For fluorine, the $\ce{M-F}$ bond is strong (regardless of whether you consider it to be ionic or covalent) and hence this energetic gain is large. On the other hand, the formation of fluoride ion is not particularly costly: the $\ce{F-F}$ bond is easy to break and fluorine loves picking up electrons, so the electron affinity works in your favour.
Overall, this means that there is a thermodynamic force for formation of fluorides in high oxidation states. Conversely, if you consider iodides instead, the formation of iodide ions is not as easy as the formation of fluoride. And the $\ce{M-I}$ bonding is weaker, too, so there isn't even much incentive to go to higher oxidation states.
Let's look specifically at copper. Arguably the "outlier" here is not the nonexistence of $\ce{CuF}$, but the existence of the other halides with copper in the +1 oxidation state. Earlier transition metals in tge fourth period generally don't do that, even with iodine.

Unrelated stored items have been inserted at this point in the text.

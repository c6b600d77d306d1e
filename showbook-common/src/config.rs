//! Configuration loading and resolution
//!
//! Each setting is resolved in priority order:
//! 1. Command-line argument or its environment variable (highest priority)
//! 2. TOML config file
//! 3. OS-dependent compiled default (fallback)
//!
//! A missing config file is never fatal; a malformed one is.

use crate::{Error, Result};
use serde::Deserialize;
use std::path::{Path, PathBuf};

/// Default listen address
pub const DEFAULT_BIND_ADDRESS: &str = "127.0.0.1:5000";

/// Default log level when neither RUST_LOG nor config sets one
pub const DEFAULT_LOG_LEVEL: &str = "info";

/// Logging section of the TOML config
#[derive(Debug, Clone, Default, Deserialize, PartialEq)]
pub struct LoggingConfig {
    pub level: Option<String>,
}

/// On-disk TOML configuration; every field is optional
#[derive(Debug, Clone, Default, Deserialize, PartialEq)]
pub struct TomlConfig {
    pub database_path: Option<PathBuf>,
    pub bind_address: Option<String>,
    #[serde(default)]
    pub logging: LoggingConfig,
}

impl TomlConfig {
    /// Parse config file contents
    pub fn parse(content: &str) -> Result<Self> {
        toml::from_str(content).map_err(|e| Error::Config(format!("Parse TOML failed: {}", e)))
    }

    /// Load a config file; a missing file yields `Ok(None)`
    pub fn load(path: &Path) -> Result<Option<Self>> {
        if !path.exists() {
            return Ok(None);
        }
        let content = std::fs::read_to_string(path)
            .map_err(|e| Error::Config(format!("Read {} failed: {}", path.display(), e)))?;
        Self::parse(&content).map(Some)
    }
}

/// OS-dependent fallback values
#[derive(Debug, Clone)]
pub struct CompiledDefaults {
    pub database_path: PathBuf,
    pub bind_address: String,
    pub log_level: String,
}

impl CompiledDefaults {
    pub fn for_current_platform() -> Self {
        Self {
            database_path: default_data_dir().join("showbook.db"),
            bind_address: DEFAULT_BIND_ADDRESS.to_string(),
            log_level: DEFAULT_LOG_LEVEL.to_string(),
        }
    }
}

/// Highest-priority values, normally filled by clap from flags or env vars
#[derive(Debug, Clone, Default)]
pub struct ConfigOverrides {
    pub config_file: Option<PathBuf>,
    pub database_path: Option<PathBuf>,
    pub bind_address: Option<String>,
    pub log_level: Option<String>,
}

/// Fully resolved server configuration
#[derive(Debug, Clone, PartialEq)]
pub struct ServerConfig {
    pub database_path: PathBuf,
    pub bind_address: String,
    pub log_level: String,
    /// Config file that was actually read, if any
    pub config_file: Option<PathBuf>,
}

/// Resolve configuration from overrides, the TOML file and compiled defaults
///
/// The TOML file is `overrides.config_file` when given, otherwise the
/// platform config location (`<config dir>/showbook/config.toml`). Runs
/// before logging is initialized, so the caller reports `config_file`.
pub fn resolve(overrides: ConfigOverrides) -> Result<ServerConfig> {
    let config_path = overrides.config_file.clone().or_else(default_config_file);

    let loaded = match &config_path {
        Some(path) => TomlConfig::load(path)?,
        None => None,
    };

    let config_file = loaded.as_ref().and(config_path);
    let mut config = merge(
        overrides,
        loaded.unwrap_or_default(),
        CompiledDefaults::for_current_platform(),
    );
    config.config_file = config_file;
    Ok(config)
}

/// Apply the priority order to already-loaded sources
pub fn merge(
    overrides: ConfigOverrides,
    toml_config: TomlConfig,
    defaults: CompiledDefaults,
) -> ServerConfig {
    ServerConfig {
        database_path: overrides
            .database_path
            .or(toml_config.database_path)
            .unwrap_or(defaults.database_path),
        bind_address: overrides
            .bind_address
            .or(toml_config.bind_address)
            .unwrap_or(defaults.bind_address),
        log_level: overrides
            .log_level
            .or(toml_config.logging.level)
            .unwrap_or(defaults.log_level),
        config_file: None,
    }
}

/// Platform config file location
pub fn default_config_file() -> Option<PathBuf> {
    dirs::config_dir().map(|d| d.join("showbook").join("config.toml"))
}

/// Get OS-dependent default data folder
fn default_data_dir() -> PathBuf {
    if cfg!(target_os = "linux") {
        // ~/.local/share/showbook (or /var/lib/showbook for system-wide)
        dirs::data_local_dir()
            .map(|d| d.join("showbook"))
            .unwrap_or_else(|| PathBuf::from("/var/lib/showbook"))
    } else if cfg!(target_os = "macos") {
        // ~/Library/Application Support/showbook
        dirs::data_dir()
            .map(|d| d.join("showbook"))
            .unwrap_or_else(|| PathBuf::from("/Library/Application Support/showbook"))
    } else if cfg!(target_os = "windows") {
        // %LOCALAPPDATA%\showbook
        dirs::data_local_dir()
            .map(|d| d.join("showbook"))
            .unwrap_or_else(|| PathBuf::from("C:\\ProgramData\\showbook"))
    } else {
        PathBuf::from("./showbook_data")
    }
}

As explained here, copper has an increased second ionization energy. It's not enough to fully stabilize copper(I), but it does bring copper(I) into the game. Combine that with a soft base that takes advantage of the greater polarizabiluty of $\ce{Cu^+}$ versus $\ce{Cu^{2+}}$, and the former can be stabilized. For instance, copper(I) becomes stable in water solution when the soft base thiourea is added to the solution to provide a soft-base ligand. This does not occur with proposed metal(I) using an earlier transition metal in the period.
Among halide ions, chloride and its heavier congeners are sufficiently soft and polarizable to stabilize copper(I) and thus form $\ce{CuCl,CuBr,CuI}$; but the more compact and tightly bound fluoride ion is not. So we get specifically $\ce{CuCl,CuBr,CuI}$ as simple salts. This is still more than we see in the +1 oxidation state with earlier transition metals whose second ionization energies are lower than copper's.
As with the aqueous environment (and again with copper instead of an earlier fourth-period transition metal), $\ce{CuF}$ can become stabilized by providing a softer base that can exploit the greater polarizability of the less-positive metal ion. Wikipedia cites such complexes with triphenylphosphine and with molecular nitrogen.